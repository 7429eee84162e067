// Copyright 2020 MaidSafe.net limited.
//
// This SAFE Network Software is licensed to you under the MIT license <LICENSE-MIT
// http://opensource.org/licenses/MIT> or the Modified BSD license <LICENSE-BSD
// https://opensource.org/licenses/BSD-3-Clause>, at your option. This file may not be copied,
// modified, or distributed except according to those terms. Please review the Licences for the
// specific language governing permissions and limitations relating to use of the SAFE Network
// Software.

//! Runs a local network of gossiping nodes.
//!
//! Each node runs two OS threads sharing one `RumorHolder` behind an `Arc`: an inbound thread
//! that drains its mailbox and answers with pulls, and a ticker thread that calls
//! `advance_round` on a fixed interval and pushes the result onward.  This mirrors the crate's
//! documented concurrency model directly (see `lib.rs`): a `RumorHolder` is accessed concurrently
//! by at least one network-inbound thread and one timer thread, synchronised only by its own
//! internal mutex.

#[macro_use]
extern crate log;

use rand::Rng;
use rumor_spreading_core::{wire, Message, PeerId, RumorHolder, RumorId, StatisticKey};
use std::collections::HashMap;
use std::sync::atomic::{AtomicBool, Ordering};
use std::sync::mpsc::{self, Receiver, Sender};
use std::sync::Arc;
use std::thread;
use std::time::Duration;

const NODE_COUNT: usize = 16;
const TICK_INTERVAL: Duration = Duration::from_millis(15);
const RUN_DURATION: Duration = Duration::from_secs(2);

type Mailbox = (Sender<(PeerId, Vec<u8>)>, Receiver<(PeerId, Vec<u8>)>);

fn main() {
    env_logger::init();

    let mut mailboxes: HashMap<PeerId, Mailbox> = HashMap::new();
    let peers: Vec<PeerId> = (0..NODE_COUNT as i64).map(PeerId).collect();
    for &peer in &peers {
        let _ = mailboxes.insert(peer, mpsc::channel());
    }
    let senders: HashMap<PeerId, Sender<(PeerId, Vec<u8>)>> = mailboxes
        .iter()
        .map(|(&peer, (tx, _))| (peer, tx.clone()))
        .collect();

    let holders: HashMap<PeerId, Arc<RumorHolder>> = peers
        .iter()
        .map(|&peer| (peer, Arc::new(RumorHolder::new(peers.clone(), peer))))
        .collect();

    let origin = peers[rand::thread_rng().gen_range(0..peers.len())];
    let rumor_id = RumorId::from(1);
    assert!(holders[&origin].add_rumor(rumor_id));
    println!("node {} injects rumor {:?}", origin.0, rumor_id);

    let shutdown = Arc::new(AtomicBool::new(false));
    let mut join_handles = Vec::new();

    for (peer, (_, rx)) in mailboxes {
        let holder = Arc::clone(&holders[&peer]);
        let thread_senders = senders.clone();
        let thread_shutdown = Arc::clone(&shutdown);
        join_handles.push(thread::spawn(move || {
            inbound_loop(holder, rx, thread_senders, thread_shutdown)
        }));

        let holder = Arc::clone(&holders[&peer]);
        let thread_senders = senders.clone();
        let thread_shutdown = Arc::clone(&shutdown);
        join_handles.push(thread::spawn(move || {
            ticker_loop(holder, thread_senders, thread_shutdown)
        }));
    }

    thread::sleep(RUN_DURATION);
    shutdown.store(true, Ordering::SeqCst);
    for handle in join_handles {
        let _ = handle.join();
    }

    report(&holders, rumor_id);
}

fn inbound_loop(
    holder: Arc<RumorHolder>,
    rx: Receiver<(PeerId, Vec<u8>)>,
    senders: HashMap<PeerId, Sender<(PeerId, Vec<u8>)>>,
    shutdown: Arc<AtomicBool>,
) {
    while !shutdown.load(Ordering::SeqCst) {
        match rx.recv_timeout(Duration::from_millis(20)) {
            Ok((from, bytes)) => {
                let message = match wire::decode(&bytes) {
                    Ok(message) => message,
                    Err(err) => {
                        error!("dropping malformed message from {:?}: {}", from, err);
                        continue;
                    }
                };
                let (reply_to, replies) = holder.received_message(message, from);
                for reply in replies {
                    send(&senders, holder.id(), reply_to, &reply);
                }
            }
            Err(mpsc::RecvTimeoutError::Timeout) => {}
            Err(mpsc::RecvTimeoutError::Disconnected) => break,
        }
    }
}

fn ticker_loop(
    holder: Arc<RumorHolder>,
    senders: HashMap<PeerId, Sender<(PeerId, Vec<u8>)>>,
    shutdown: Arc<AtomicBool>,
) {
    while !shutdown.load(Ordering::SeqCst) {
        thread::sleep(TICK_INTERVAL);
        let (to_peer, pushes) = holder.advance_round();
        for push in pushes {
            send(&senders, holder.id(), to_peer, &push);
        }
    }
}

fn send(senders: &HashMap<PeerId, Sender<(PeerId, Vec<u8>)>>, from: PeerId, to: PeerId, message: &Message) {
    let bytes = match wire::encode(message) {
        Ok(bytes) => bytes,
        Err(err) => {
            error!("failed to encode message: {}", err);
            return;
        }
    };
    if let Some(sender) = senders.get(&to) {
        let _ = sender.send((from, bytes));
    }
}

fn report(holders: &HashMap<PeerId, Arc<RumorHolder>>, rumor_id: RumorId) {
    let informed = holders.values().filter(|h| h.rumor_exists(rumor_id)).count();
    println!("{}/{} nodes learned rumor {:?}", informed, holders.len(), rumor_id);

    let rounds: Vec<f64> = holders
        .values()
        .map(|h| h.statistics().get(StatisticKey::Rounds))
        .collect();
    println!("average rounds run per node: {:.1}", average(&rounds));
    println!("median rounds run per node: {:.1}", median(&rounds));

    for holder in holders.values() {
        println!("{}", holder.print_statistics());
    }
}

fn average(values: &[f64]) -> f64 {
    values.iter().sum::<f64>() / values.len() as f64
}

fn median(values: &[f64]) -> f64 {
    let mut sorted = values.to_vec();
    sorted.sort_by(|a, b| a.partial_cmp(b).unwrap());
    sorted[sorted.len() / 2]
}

* * *

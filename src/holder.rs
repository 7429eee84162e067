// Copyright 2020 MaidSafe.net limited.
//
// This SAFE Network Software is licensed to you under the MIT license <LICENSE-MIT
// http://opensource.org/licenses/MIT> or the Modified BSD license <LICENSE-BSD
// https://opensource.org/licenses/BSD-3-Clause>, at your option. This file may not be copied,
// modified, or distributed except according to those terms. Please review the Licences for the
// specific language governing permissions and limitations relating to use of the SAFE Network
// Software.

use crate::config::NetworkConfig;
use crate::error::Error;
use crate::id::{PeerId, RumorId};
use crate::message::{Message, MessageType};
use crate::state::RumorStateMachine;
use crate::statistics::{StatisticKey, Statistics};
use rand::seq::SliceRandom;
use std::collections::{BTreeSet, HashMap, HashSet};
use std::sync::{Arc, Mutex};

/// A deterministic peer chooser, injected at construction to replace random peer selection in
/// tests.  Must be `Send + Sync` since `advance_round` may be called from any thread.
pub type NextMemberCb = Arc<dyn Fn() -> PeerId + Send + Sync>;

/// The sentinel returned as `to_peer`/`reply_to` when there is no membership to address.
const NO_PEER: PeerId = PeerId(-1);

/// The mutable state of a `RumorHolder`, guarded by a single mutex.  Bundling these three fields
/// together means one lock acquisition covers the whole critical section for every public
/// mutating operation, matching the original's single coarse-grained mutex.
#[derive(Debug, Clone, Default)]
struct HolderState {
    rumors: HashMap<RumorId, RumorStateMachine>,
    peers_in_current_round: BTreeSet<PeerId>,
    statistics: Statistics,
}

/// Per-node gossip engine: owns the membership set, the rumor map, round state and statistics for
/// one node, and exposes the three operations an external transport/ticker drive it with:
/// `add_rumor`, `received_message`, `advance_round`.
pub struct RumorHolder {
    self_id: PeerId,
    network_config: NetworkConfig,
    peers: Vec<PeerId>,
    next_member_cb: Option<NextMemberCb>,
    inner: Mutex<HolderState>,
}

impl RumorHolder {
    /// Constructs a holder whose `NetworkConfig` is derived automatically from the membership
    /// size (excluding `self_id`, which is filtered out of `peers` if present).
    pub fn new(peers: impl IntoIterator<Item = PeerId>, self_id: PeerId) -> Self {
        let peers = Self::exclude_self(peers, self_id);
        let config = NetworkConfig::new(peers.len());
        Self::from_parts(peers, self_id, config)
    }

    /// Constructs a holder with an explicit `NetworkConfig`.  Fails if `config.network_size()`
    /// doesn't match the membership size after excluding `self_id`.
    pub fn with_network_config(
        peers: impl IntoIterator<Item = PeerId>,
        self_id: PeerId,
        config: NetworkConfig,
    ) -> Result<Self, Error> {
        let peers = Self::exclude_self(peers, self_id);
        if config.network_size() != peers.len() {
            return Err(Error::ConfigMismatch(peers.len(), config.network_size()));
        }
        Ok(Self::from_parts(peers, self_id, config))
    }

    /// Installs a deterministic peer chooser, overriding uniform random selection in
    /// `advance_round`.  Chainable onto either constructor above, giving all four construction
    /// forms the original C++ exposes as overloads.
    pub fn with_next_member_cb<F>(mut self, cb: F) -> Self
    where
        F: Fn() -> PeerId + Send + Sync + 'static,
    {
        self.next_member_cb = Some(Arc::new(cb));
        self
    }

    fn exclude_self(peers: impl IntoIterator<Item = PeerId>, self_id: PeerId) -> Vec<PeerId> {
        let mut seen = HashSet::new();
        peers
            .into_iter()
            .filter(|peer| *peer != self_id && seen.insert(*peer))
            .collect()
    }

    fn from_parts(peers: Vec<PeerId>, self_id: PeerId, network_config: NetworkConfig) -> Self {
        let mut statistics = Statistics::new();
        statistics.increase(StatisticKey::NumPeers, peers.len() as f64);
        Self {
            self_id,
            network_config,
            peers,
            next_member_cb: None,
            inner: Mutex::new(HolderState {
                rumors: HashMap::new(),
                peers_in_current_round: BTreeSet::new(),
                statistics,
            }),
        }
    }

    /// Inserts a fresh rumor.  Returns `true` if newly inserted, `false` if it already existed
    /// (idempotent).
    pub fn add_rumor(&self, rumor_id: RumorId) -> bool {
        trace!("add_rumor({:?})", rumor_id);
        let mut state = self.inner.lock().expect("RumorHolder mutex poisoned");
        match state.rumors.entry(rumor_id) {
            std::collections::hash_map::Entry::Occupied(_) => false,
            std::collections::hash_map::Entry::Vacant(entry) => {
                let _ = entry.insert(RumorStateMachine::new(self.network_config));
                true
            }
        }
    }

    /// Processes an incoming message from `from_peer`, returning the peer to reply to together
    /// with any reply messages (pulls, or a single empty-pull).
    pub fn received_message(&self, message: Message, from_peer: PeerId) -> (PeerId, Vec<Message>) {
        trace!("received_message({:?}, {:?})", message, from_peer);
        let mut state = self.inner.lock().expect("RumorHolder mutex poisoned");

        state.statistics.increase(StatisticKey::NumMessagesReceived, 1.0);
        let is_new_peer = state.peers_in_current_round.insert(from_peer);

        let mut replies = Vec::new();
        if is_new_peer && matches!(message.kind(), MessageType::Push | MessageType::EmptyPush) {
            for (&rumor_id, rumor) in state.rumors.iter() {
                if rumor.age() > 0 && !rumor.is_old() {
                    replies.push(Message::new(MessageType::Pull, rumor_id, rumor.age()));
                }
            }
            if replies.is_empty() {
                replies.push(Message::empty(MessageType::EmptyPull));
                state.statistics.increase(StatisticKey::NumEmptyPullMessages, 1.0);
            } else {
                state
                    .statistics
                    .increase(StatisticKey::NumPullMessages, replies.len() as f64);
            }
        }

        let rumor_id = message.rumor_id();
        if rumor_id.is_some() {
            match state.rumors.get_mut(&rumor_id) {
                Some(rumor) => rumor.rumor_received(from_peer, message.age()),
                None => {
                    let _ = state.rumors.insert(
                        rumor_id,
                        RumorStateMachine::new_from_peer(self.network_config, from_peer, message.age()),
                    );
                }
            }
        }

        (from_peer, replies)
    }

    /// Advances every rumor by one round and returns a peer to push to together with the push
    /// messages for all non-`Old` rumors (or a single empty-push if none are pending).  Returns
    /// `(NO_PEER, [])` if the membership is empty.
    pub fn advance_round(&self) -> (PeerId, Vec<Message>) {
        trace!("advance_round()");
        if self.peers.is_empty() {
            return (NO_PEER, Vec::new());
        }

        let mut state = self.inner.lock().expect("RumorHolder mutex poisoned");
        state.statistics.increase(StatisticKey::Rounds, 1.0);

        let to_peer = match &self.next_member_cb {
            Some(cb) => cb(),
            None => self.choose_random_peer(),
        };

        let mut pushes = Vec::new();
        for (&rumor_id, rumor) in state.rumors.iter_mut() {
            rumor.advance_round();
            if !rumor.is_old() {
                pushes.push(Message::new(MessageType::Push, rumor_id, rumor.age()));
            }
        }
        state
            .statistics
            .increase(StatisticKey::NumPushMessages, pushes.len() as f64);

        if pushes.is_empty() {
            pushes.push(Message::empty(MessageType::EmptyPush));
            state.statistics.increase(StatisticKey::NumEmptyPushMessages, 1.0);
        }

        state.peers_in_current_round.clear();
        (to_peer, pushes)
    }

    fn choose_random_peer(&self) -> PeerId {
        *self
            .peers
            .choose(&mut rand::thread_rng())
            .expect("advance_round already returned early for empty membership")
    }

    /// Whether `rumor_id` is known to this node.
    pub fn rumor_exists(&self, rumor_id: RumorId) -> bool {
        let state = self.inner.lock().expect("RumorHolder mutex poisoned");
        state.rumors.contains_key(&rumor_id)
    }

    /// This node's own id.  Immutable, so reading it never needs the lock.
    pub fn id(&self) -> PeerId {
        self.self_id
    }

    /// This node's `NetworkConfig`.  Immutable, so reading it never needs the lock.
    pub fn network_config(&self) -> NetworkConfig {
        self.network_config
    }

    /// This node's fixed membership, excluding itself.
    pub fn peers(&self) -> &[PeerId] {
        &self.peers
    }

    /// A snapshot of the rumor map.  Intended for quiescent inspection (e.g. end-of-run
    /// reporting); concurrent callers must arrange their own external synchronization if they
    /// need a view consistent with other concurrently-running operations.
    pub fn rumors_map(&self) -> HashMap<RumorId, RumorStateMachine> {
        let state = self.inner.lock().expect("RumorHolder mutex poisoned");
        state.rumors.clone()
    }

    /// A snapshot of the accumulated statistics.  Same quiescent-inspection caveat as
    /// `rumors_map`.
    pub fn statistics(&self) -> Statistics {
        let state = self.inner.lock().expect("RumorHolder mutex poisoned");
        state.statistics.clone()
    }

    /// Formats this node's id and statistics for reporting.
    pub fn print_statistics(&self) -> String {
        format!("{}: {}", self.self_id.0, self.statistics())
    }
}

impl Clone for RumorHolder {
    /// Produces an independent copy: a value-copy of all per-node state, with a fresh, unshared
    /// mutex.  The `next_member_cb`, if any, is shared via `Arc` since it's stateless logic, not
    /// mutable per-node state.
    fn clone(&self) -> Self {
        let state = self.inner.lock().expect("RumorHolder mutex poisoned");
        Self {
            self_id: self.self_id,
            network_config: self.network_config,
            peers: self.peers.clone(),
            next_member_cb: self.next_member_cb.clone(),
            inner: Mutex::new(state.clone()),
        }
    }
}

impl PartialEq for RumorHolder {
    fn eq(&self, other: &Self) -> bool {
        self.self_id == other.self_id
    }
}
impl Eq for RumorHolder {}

§ **Assigned task**
In the records above, find the line with "state.rumors.clone()"; write out exactly that line and each one after it, stopping after the line with "impl Eq for".

§ **Solution for this task**
        state.rumors.clone()
    }

    /// A snapshot of the accumulated statistics.  Same quiescent-inspection caveat as
    /// `rumors_map`.
    pub fn statistics(&self) -> Statistics {
        let state = self.inner.lock().expect("RumorHolder mutex poisoned");
        state.statistics.clone()
    }

    /// Formats this node's id and statistics for reporting.
    pub fn print_statistics(&self) -> String {
        format!("{}: {}", self.self_id.0, self.statistics())
    }
}

impl Clone for RumorHolder {
    /// Produces an independent copy: a value-copy of all per-node state, with a fresh, unshared
    /// mutex.  The `next_member_cb`, if any, is shared via `Arc` since it's stateless logic, not
    /// mutable per-node state.
    fn clone(&self) -> Self {
        let state = self.inner.lock().expect("RumorHolder mutex poisoned");
        Self {
            self_id: self.self_id,
            network_config: self.network_config,
            peers: self.peers.clone(),
            next_member_cb: self.next_member_cb.clone(),
            inner: Mutex::new(state.clone()),
        }
    }
}

impl PartialEq for RumorHolder {
    fn eq(&self, other: &Self) -> bool {
        self.self_id == other.self_id
    }
}
impl Eq for RumorHolder {}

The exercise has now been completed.